Title says it all ,to all my fellow music lovers.

Went and got my nails done and what song comes on? Oh ya know just one about cheating. I immediately started to feel flooded, triggered and almost started crying. I pulled my hand away so fast from the nail tech , started digging in my purse like a mad woman to find my headphones. I needed something to block out the music because I was right back at dday. Once I popped them in , I immediately felt better.
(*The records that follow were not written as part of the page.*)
use anyhow::Context;
use sqlx::PgPool;
use tracing::instrument;
use uuid::Uuid;

use crate::modules::applications::model::{
    Application, CreateApplicationDto, UpdateApplicationStatusDto,
};
use crate::utils::errors::AppError;

const APPLICATION_COLUMNS: &str = "id, student_id, scholarship_id, status, notes, submitted_at, \
                                   decided_at, created_at, updated_at";

pub struct ApplicationService;

impl ApplicationService {
    #[instrument(skip(db, dto))]
    pub async fn create_application(
        db: &PgPool,
        dto: CreateApplicationDto,
    ) -> Result<Application, AppError> {
        let application = sqlx::query_as::<_, Application>(
            r#"
            INSERT INTO applications (student_id, scholarship_id, status, notes, submitted_at)
            VALUES ($1, $2, 'PENDING', $3, NOW())
            RETURNING id, student_id, scholarship_id, status, notes, submitted_at,
                      decided_at, created_at, updated_at
            "#,
        )
        .bind(dto.student_id)
        .bind(dto.scholarship_id)
        .bind(&dto.notes)
        .fetch_one(db)
        .await
        .map_err(|e| {
            if let sqlx::Error::Database(db_err) = &e {
                if db_err.is_unique_violation() {
                    return AppError::bad_request(anyhow::anyhow!(
                        "This student has already applied to that scholarship"
                    ));
                }
                if db_err.is_foreign_key_violation() {
                    return AppError::bad_request(anyhow::anyhow!(
                        "Unknown student or scholarship"
                    ));
                }
            }
            AppError::database(anyhow::Error::from(e))
        })?;

        Ok(application)
    }

    #[instrument(skip(db))]
    pub async fn get_applications(db: &PgPool) -> Result<Vec<Application>, AppError> {
        let applications = sqlx::query_as::<_, Application>(&format!(
            "SELECT {APPLICATION_COLUMNS} FROM applications ORDER BY submitted_at DESC"
        ))
        .fetch_all(db)
        .await
        .context("Failed to fetch applications")
        .map_err(AppError::database)?;

        Ok(applications)
    }

    #[instrument(skip(db))]
    pub async fn get_application(db: &PgPool, id: Uuid) -> Result<Application, AppError> {
        sqlx::query_as::<_, Application>(&format!(
            "SELECT {APPLICATION_COLUMNS} FROM applications WHERE id = $1"
        ))
        .bind(id)
        .fetch_optional(db)
        .await
        .context("Failed to fetch application")
        .map_err(AppError::database)?
        .ok_or_else(|| AppError::not_found(anyhow::anyhow!("Application not found")))
    }

    #[instrument(skip(db))]
    pub async fn get_applications_for_student(
        db: &PgPool,
        student_id: Uuid,
    ) -> Result<Vec<Application>, AppError> {
        let applications = sqlx::query_as::<_, Application>(&format!(
            "SELECT {APPLICATION_COLUMNS} FROM applications \
             WHERE student_id = $1 ORDER BY submitted_at DESC"
        ))
        .bind(student_id)
        .fetch_all(db)
        .await
        .context("Failed to fetch applications for student")
        .map_err(AppError::database)?;

        Ok(applications)
    }

    /// Move an application through its lifecycle. Decided applications stay
    /// decided; `decided_at` is stamped when a terminal status is reached.
    #[instrument(skip(db, dto))]
    pub async fn update_status(
        db: &PgPool,
        id: Uuid,
        dto: UpdateApplicationStatusDto,
    ) -> Result<Application, AppError> {
        let existing = Self::get_application(db, id).await?;

        if existing.status.is_terminal() {
            return Err(AppError::bad_request(anyhow::anyhow!(
                "Application has already been decided"
            )));
        }

        let decided = dto.status.is_terminal();
        let notes = dto.notes.or(existing.notes);

        let application = sqlx::query_as::<_, Application>(
            r#"
            UPDATE applications
            SET status = $1,
                notes = $2,
                decided_at = CASE WHEN $3 THEN NOW() ELSE decided_at END,
                updated_at = NOW()
            WHERE id = $4
            RETURNING id, student_id, scholarship_id, status, notes, submitted_at,
                      decided_at, created_at, updated_at
            "#,
        )
        .bind(dto.status)
        .bind(&notes)
        .bind(decided)
        .bind(id)
        .fetch_one(db)
        .await
        .context("Failed to update application status")
        .map_err(AppError::database)?;

        Ok(application)
    }

    #[instrument(skip(db))]
    pub async fn delete_application(db: &PgPool, id: Uuid) -> Result<(), AppError> {
        let result = sqlx::query("DELETE FROM applications WHERE id = $1")
            .bind(id)
            .execute(db)
            .await
            .context("Failed to delete application")
            .map_err(AppError::database)?;

        if result.rows_affected() == 0 {
            return Err(AppError::not_found(anyhow::anyhow!(
                "Application not found"
            )));
        }

        Ok(())
    }
}
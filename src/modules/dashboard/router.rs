use axum::{Router, routing::get};

use crate::modules::dashboard::controller::{get_applications_by_status, get_summary};
use crate::state::AppState;

pub fn init_dashboard_router() -> Router<AppState> {
    Router::new()
        .route("/summary", get(get_summary))
        .route("/applications/by-status", get(get_applications_by_status))
}
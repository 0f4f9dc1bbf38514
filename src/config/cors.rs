use std::env;

#[derive(Clone, Debug)]
pub struct CorsConfig {
    pub allowed_origins: Vec<String>,
}

impl CorsConfig {
    pub fn from_env() -> Self {
        let allowed_origins = env::var("CORS_ALLOWED_ORIGINS")
            .unwrap_or_else(|_| "http://localhost:3000".to_string())
            .split(',')
            .map(|s| s.trim().to_string())
            .filter(|s| !s.is_empty())
            .collect();

        Self { allowed_origins }
    }
}
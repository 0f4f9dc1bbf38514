use chrono::Utc;
use jsonwebtoken::{EncodingKey, Header, encode};
use scholartrack::config::jwt::JwtConfig;
use scholartrack::modules::auth::model::Claims;
use scholartrack::modules::users::model::UserRole;
use scholartrack::utils::jwt::{VerifyError, create_access_token, verify_token};
use uuid::Uuid;

fn get_test_jwt_config() -> JwtConfig {
    JwtConfig {
        secret: "test_secret_key_for_testing_purposes".to_string(),
        access_token_expiry: 3600,
    }
}

fn encode_claims(claims: &Claims, secret: &str) -> String {
    encode(
        &Header::default(),
        claims,
        &EncodingKey::from_secret(secret.as_bytes()),
    )
    .unwrap()
}

#[test]
fn test_create_access_token_success() {
    let jwt_config = get_test_jwt_config();
    let user_id = Uuid::new_v4();

    let result = create_access_token(user_id, "jdoe", UserRole::Student, &jwt_config);

    assert!(result.is_ok());
    let token = result.unwrap();
    assert!(!token.is_empty());
}

#[test]
fn test_create_access_token_all_roles() {
    let jwt_config = get_test_jwt_config();
    let user_id = Uuid::new_v4();

    for role in [
        UserRole::Admin,
        UserRole::Staff,
        UserRole::Student,
        UserRole::Viewer,
    ] {
        let result = create_access_token(user_id, "jdoe", role, &jwt_config);
        assert!(result.is_ok());
    }
}

#[test]
fn test_verify_token_round_trip() {
    let jwt_config = get_test_jwt_config();
    let user_id = Uuid::new_v4();

    let token = create_access_token(user_id, "jdoe", UserRole::Staff, &jwt_config).unwrap();
    let principal = verify_token(&token, &jwt_config).unwrap();

    assert_eq!(principal.id, user_id);
    assert_eq!(principal.username, "jdoe");
    assert_eq!(principal.role, UserRole::Staff);
}

#[test]
fn test_verify_token_wrong_secret_is_bad_signature() {
    let jwt_config = get_test_jwt_config();
    let user_id = Uuid::new_v4();

    let token = create_access_token(user_id, "jdoe", UserRole::Student, &jwt_config).unwrap();

    let wrong_jwt_config = JwtConfig {
        secret: "different_secret_key".to_string(),
        access_token_expiry: 3600,
    };

    let result = verify_token(&token, &wrong_jwt_config);

    assert_eq!(result.unwrap_err(), VerifyError::BadSignature);
}

#[test]
fn test_verify_token_expired() {
    let jwt_config = get_test_jwt_config();
    let now = Utc::now().timestamp() as usize;

    // Well past the default 60 second leeway.
    let claims = Claims {
        sub: Uuid::new_v4().to_string(),
        username: "jdoe".to_string(),
        role: "STUDENT".to_string(),
        exp: now - 3600,
        iat: now - 7200,
    };
    let token = encode_claims(&claims, &jwt_config.secret);

    let result = verify_token(&token, &jwt_config);

    assert_eq!(result.unwrap_err(), VerifyError::Expired);
}

#[test]
fn test_verify_token_malformed_inputs() {
    let jwt_config = get_test_jwt_config();
    let malformed_tokens = vec![
        "",
        "not-a-jwt",
        "not.enough",
        "too.many.parts.here.extra",
        "!!!.invalid.chars",
        "header.payload.",
    ];

    for token in malformed_tokens {
        let result = verify_token(token, &jwt_config);
        assert_eq!(result.unwrap_err(), VerifyError::Malformed, "{:?}", token);
    }
}

#[test]
fn test_verify_token_rejects_non_uuid_subject() {
    let jwt_config = get_test_jwt_config();
    let now = Utc::now().timestamp() as usize;

    let claims = Claims {
        sub: "not-a-uuid".to_string(),
        username: "jdoe".to_string(),
        role: "STUDENT".to_string(),
        exp: now + 3600,
        iat: now,
    };
    let token = encode_claims(&claims, &jwt_config.secret);

    let result = verify_token(&token, &jwt_config);

    assert_eq!(result.unwrap_err(), VerifyError::Malformed);
}

#[test]
fn test_verify_token_rejects_unknown_role() {
    let jwt_config = get_test_jwt_config();
    let now = Utc::now().timestamp() as usize;

    let claims = Claims {
        sub: Uuid::new_v4().to_string(),
        username: "jdoe".to_string(),
        role: "SUPERUSER".to_string(),
        exp: now + 3600,
        iat: now,
    };
    let token = encode_claims(&claims, &jwt_config.secret);

    let result = verify_token(&token, &jwt_config);

    assert_eq!(result.unwrap_err(), VerifyError::Malformed);
}

#[test]
fn test_verify_token_rejects_lowercase_role() {
    let jwt_config = get_test_jwt_config();
    let now = Utc::now().timestamp() as usize;

    // Roles are stored in SCREAMING_SNAKE_CASE; anything else fails closed.
    let claims = Claims {
        sub: Uuid::new_v4().to_string(),
        username: "jdoe".to_string(),
        role: "student".to_string(),
        exp: now + 3600,
        iat: now,
    };
    let token = encode_claims(&claims, &jwt_config.secret);

    let result = verify_token(&token, &jwt_config);

    assert_eq!(result.unwrap_err(), VerifyError::Malformed);
}

#[test]
fn test_token_roles_round_trip_screaming_snake_case() {
    let jwt_config = get_test_jwt_config();
    let user_id = Uuid::new_v4();

    for (role, expected) in [
        (UserRole::Admin, "ADMIN"),
        (UserRole::Staff, "STAFF"),
        (UserRole::Student, "STUDENT"),
        (UserRole::Viewer, "VIEWER"),
    ] {
        let token = create_access_token(user_id, "jdoe", role, &jwt_config).unwrap();
        let principal = verify_token(&token, &jwt_config).unwrap();

        assert_eq!(principal.role, role);
        assert_eq!(principal.role.as_str(), expected);
    }
}

#[test]
fn test_create_token_different_users_different_tokens() {
    let jwt_config = get_test_jwt_config();
    let user_id1 = Uuid::new_v4();
    let user_id2 = Uuid::new_v4();

    let token1 = create_access_token(user_id1, "alice", UserRole::Student, &jwt_config).unwrap();
    let token2 = create_access_token(user_id2, "bob", UserRole::Student, &jwt_config).unwrap();

    assert_ne!(token1, token2);

    let principal1 = verify_token(&token1, &jwt_config).unwrap();
    let principal2 = verify_token(&token2, &jwt_config).unwrap();

    assert_eq!(principal1.id, user_id1);
    assert_eq!(principal2.id, user_id2);
    assert_eq!(principal1.username, "alice");
    assert_eq!(principal2.username, "bob");
}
after that I have learned that I can’t go anywhere without them, all sorts of places play unwanted tunes.
I put them in when I’m at home and it almost makes me feel like I’m safe as weird as that sounds. On the days that it is really hard to be around my H I pop them in and move around the house in my own safe world. Thank God I’m good at reading lips. laugh

I have a 10 year old daughter who also loves to listen to Taylor swift who sings a song called cruel summer and that song triggers the hell out of me. Just the title , considering my H had an affair all summer sad

I was trying to have somewhat of a normal dance party night with my daughter and I let her pick a song to play and she picked a Morgan wallen song and I flooded (i know AP liked country, we are rock fans) . I Locked myself in the room and cried. I heard my H come home with dinner and my daughter tell him that she made me cry and she should have known better than to play that song. I immediately got mad at myself for making her feel like it was her fault, even more mad at my H because it was his fault. I left for hours and came home at bedtime.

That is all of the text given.